### Brief
Set down exactly the lines below between the line holding "b.credit(30).unwrap();" and the line holding "a.credit(1_000_000).unwrap();", inclusive; no other line belongs in the answer.

### Material supplied
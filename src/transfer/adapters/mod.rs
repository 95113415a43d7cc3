//! Ledger Snapshot Adapters
//!
//! The validator never owns accounts or pending transfers. It reads them
//! through [`LedgerSnapshot`], a point-in-time view supplied by the ledger
//! store. [`MemoryLedger`] is an in-process implementation used by tests
//! and the demo binary.

pub mod memory;

pub use memory::{MemoryLedger, StoreError};

use serde::{Deserialize, Serialize};

use super::state::{PendingState, PendingTransfer};
use super::types::{IntentKind, MutationIntent};
use crate::core_types::{AccountId, Amount, TransferId};

/// Read-only view into the ledger store
///
/// Implementations must return the same answers for the duration of one
/// batch; the caller serializes batches.
pub trait LedgerSnapshot {
    /// Look up a pending transfer by id. Transfers that were never pending
    /// are reported as `None`.
    fn lookup_pending(&self, id: TransferId) -> Option<PendingTransfer>;

    /// Current balance of an account, `None` if it does not exist
    fn account_balance_snapshot(&self, account_id: AccountId) -> Option<AccountBalance>;

    /// True if a transfer with this id was already committed
    fn transfer_exists(&self, id: TransferId) -> bool;
}

/// Balance figures the validator needs for one account
///
/// # Invariants
/// - `available` is what the account can still be debited
/// - `reserved` is held by unresolved pending debits
/// - `credit_capacity` is how much more the account may be credited,
///   `None` meaning unlimited; pending credits already count against it
#[derive(Debug, Clone, Copy, Default, PartialEq, Eq, Serialize, Deserialize)]
pub struct AccountBalance {
    pub available: Amount,
    #[serde(default)]
    pub reserved: Amount,
    #[serde(default)]
    pub credit_capacity: Option<Amount>,
}

impl AccountBalance {
    pub fn new(available: Amount) -> Self {
        Self {
            available,
            reserved: 0,
            credit_capacity: None,
        }
    }

    pub fn with_credit_capacity(mut self, capacity: Amount) -> Self {
        self.credit_capacity = Some(capacity);
        self
    }

    /// Largest amount the account can still be credited
    #[inline]
    pub fn creditable(&self) -> Amount {
        self.credit_capacity.unwrap_or(Amount::MAX)
    }

    /// Move funds out of available
    pub fn debit(&mut self, amount: Amount) -> Result<(), &'static str> {
        self.available = self
            .available
            .checked_sub(amount)
            .ok_or("Insufficient funds")?;
        Ok(())
    }

    /// Move funds into available, consuming credit capacity
    pub fn credit(&mut self, amount: Amount) -> Result<(), &'static str> {
        self.consume_capacity(amount)?;
        self.available = self
            .available
            .checked_add(amount)
            .ok_or("Credit overflow")?;
        Ok(())
    }

    /// Hold funds for a pending debit
    pub fn reserve_debit(&mut self, amount: Amount) -> Result<(), &'static str> {
        self.debit(amount)?;
        self.reserved = self
            .reserved
            .checked_add(amount)
            .ok_or("Reserve overflow")?;
        Ok(())
    }

    /// Hold credit capacity for a pending credit
    pub fn reserve_credit(&mut self, amount: Amount) -> Result<(), &'static str> {
        self.consume_capacity(amount)
    }

    /// Resolve a pending debit of `reserved`, of which `posted` is spent
    /// and the remainder returns to available
    pub fn settle_reserved_debit(
        &mut self,
        reserved: Amount,
        posted: Amount,
    ) -> Result<(), &'static str> {
        let released = reserved.checked_sub(posted).ok_or("Posted above reserve")?;
        self.reserved = self
            .reserved
            .checked_sub(reserved)
            .ok_or("Reserve underflow")?;
        self.available = self
            .available
            .checked_add(released)
            .ok_or("Release overflow")?;
        Ok(())
    }

    /// Resolve a pending credit of `reserved`, of which `posted` lands in
    /// available and the remainder returns to credit capacity
    pub fn settle_reserved_credit(
        &mut self,
        reserved: Amount,
        posted: Amount,
    ) -> Result<(), &'static str> {
        let released = reserved.checked_sub(posted).ok_or("Posted above reserve")?;
        if let Some(capacity) = self.credit_capacity {
            self.credit_capacity = Some(capacity.saturating_add(released));
        }
        self.available = self
            .available
            .checked_add(posted)
            .ok_or("Credit overflow")?;
        Ok(())
    }

    fn consume_capacity(&mut self, amount: Amount) -> Result<(), &'static str> {
        if let Some(capacity) = self.credit_capacity {
            self.credit_capacity = Some(
                capacity
                    .checked_sub(amount)
                    .ok_or("Credit capacity exceeded")?,
            );
        }
        Ok(())
    }
}

/// Apply an accepted intent to the two accounts it touches
///
/// `resolved` is the pending transfer for `Post`/`Void` intents. Returns
/// the pending transfer record to store, if the intent creates or
/// resolves one.
pub(crate) fn apply_intent(
    intent: &MutationIntent,
    resolved: Option<&PendingTransfer>,
    debit: &mut AccountBalance,
    credit: &mut AccountBalance,
) -> Result<Option<PendingTransfer>, &'static str> {
    match intent.kind {
        IntentKind::Direct => {
            debit.debit(intent.amount)?;
            credit.credit(intent.amount)?;
            Ok(None)
        }
        IntentKind::Reserve => {
            debit.reserve_debit(intent.amount)?;
            credit.reserve_credit(intent.amount)?;
            Ok(Some(PendingTransfer {
                id: intent.transfer_id,
                debit_account_id: intent.debit_account_id,
                credit_account_id: intent.credit_account_id,
                amount: intent.amount,
                ledger: intent.ledger,
                code: intent.code,
                timeout: intent.timeout,
                state: PendingState::Pending,
            }))
        }
        IntentKind::Post | IntentKind::Void => {
            let pending = resolved.ok_or("Pending transfer missing")?;
            let (posted, state) = if intent.kind == IntentKind::Post {
                (intent.amount, PendingState::Posted)
            } else {
                (0, PendingState::Voided)
            };
            debit.settle_reserved_debit(pending.amount, posted)?;
            credit.settle_reserved_credit(pending.amount, posted)?;
            Ok(Some(PendingTransfer {
                state,
                ..pending.clone()
            }))
        }
    }
}

#[cfg(test)]
mod tests {
    use super::*;

    #[test]
    fn test_debit_and_credit() {
        let mut a = AccountBalance::new(100);
        a.debit(40).unwrap();
        assert_eq!(a.available, 60);
        assert!(a.debit(61).is_err());

        let mut b = AccountBalance::new(0).with_credit_capacity(50);
        b.credit(30).unwrap();
        assert_eq!(b.available, 30);
        assert_eq!(b.credit_capacity, Some(20));
        assert!(b.credit(21).is_err());
    }

    #[test]
    fn test_reserve_then_partial_settle() {
        let mut debit = AccountBalance::new(100);
        let mut credit = AccountBalance::new(0).with_credit_capacity(100);

        debit.reserve_debit(80).unwrap();
        credit.reserve_credit(80).unwrap();
        assert_eq!((debit.available, debit.reserved), (20, 80));
        assert_eq!(credit.credit_capacity, Some(20));

        debit.settle_reserved_debit(80, 50).unwrap();
        credit.settle_reserved_credit(80, 50).unwrap();
        assert_eq!((debit.available, debit.reserved), (50, 0));
        assert_eq!(credit.available, 50);
        assert_eq!(credit.credit_capacity, Some(50));
    }

    #[test]
    fn test_unlimited_credit_capacity() {
        let mut a = AccountBalance::new(0);
        assert_eq!(a.creditable(), Amount::MAX);
        a.credit(1_000_000).unwrap();
        assert_eq!(a.credit_capacity, None);
    }
}
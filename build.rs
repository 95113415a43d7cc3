use std::process::Command;

fn git(args: &[&str]) -> Option<std::process::Output> {
    Command::new("git").args(args).output().ok()
}

fn main() {
    let hash = git(&["rev-parse", "--short", "HEAD"])
        .filter(|o| o.status.success())
        .map(|o| String::from_utf8_lossy(&o.stdout).trim().to_string());

    let git_hash = match hash {
        Some(hash) => {
            let dirty = git(&["diff", "--quiet"]).is_some_and(|o| !o.status.success());
            if dirty { format!("{}-dirty", hash) } else { hash }
        }
        None => "unknown".to_string(),
    };

    println!("cargo:rustc-env=GIT_HASH={}", git_hash);
    println!("cargo:rerun-if-changed=.git/HEAD");
    println!("cargo:rerun-if-changed=.git/refs/heads");
}
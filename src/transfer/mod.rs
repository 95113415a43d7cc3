//! Transfer Intent Validation
//!
//! Turns a batch of submitted transfers into per-transfer outcomes:
//! an accepted [`MutationIntent`] for the ledger store, or a [`RejectReason`].
//!
//! # Transfer Kinds
//!
//! ```text
//! flags                      intent    effect
//! ─────────────────────────  ────────  ─────────────────────────────────
//! (none)                     DIRECT    debit → credit immediately
//! pending                    RESERVE   hold amount on both accounts
//! post_pending_transfer      POST      finalize ≤ reserved amount
//! void_pending_transfer      VOID      release the reservation
//! ```
//!
//! # Safety Invariants
//!
//! 1. **Decode-First**: raw flags are decoded before anything else looks at them
//! 2. **Resolve-Once**: a pending transfer is posted, voided, or expired exactly once
//! 3. **Chain Atomicity**: a linked chain is accepted whole or rejected whole
//! 4. **Read-Only Snapshot**: validation never mutates the ledger store

pub mod adapters;
pub mod coordinator;
pub mod error;
pub mod state;
pub mod types;

mod scope;

// Re-exports for convenience
pub use adapters::{AccountBalance, LedgerSnapshot, MemoryLedger, StoreError};
pub use coordinator::TransferCoordinator;
pub use error::{BatchError, RejectReason};
pub use state::{PendingState, PendingTransfer, Resolution};
pub use types::{BatchResult, IntentKind, MutationIntent, Outcome, Transfer};
//! Transfer Intent - batch validation runner
//!
//! Replays a JSON scenario through the coordinator:
//!
//! ```text
//! ┌──────────┐    ┌─────────────┐    ┌──────────────┐    ┌──────────┐
//! │ Scenario │───▶│ Coordinator │───▶│ MemoryLedger │───▶│  Output  │
//! │  (JSON)  │    │ (validate)  │    │   (apply)    │    │ (JSONL)  │
//! └──────────┘    └─────────────┘    └──────────────┘    └──────────┘
//! ```

use anyhow::{Context, Result};
use tracing::{error, info};

use transfer_intent::batch_io::{DEFAULT_SCENARIO, load_scenario, outcome_json};
use transfer_intent::config::AppConfig;
use transfer_intent::core_types::BatchIndex;
use transfer_intent::logging::init_logging;
use transfer_intent::transfer::TransferCoordinator;

fn get_arg(names: &[&str]) -> Option<String> {
    let args: Vec<String> = std::env::args().collect();
    args.iter()
        .position(|a| names.contains(&a.as_str()))
        .and_then(|i| args.get(i + 1).cloned())
}

fn get_env() -> String {
    get_arg(&["--env", "-e"]).unwrap_or_else(|| "dev".to_string())
}

fn get_input() -> String {
    get_arg(&["--input", "-i"]).unwrap_or_else(|| DEFAULT_SCENARIO.to_string())
}

fn main() -> Result<()> {
    let env = get_env();
    let config = AppConfig::load(&env)?;
    let _guard = init_logging(&config);

    info!(
        env = %env,
        git_hash = env!("GIT_HASH"),
        "transfer_intent starting"
    );

    let input = get_input();
    let scenario = load_scenario(&input)?;
    let mut ledger = scenario.ledger()?;
    let coordinator = TransferCoordinator::new(config.validator.clone());

    for (batch_no, batch) in scenario.batches.iter().enumerate() {
        let result = match coordinator.validate(&ledger, batch) {
            Ok(result) => result,
            Err(e) => {
                error!(batch = batch_no, error = %e, "Batch refused");
                println!("{}", serde_json::json!({ "batch": batch_no, "error": e.to_string() }));
                continue;
            }
        };

        for (i, (transfer, outcome)) in batch.iter().zip(result.outcomes()).enumerate() {
            println!("{}", outcome_json(i as BatchIndex, transfer, outcome));
        }

        let applied = ledger
            .apply(&result)
            .with_context(|| format!("Failed to apply batch {}", batch_no))?;
        info!(
            batch = batch_no,
            applied = applied,
            rejected = result.len() - applied,
            "Batch applied"
        );
    }

    Ok(())
}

### Finished exercise
        b.credit(30).unwrap();
        assert_eq!(b.available, 30);
        assert_eq!(b.credit_capacity, Some(20));
        assert!(b.credit(21).is_err());
    }

    #[test]
    fn test_reserve_then_partial_settle() {
        let mut debit = AccountBalance::new(100);
        let mut credit = AccountBalance::new(0).with_credit_capacity(100);

        debit.reserve_debit(80).unwrap();
        credit.reserve_credit(80).unwrap();
        assert_eq!((debit.available, debit.reserved), (20, 80));
        assert_eq!(credit.credit_capacity, Some(20));

        debit.settle_reserved_debit(80, 50).unwrap();
        credit.settle_reserved_credit(80, 50).unwrap();
        assert_eq!((debit.available, debit.reserved), (50, 0));
        assert_eq!(credit.available, 50);
        assert_eq!(credit.credit_capacity, Some(50));
    }

    #[test]
    fn test_unlimited_credit_capacity() {
        let mut a = AccountBalance::new(0);
        assert_eq!(a.creditable(), Amount::MAX);
        a.credit(1_000_000).unwrap();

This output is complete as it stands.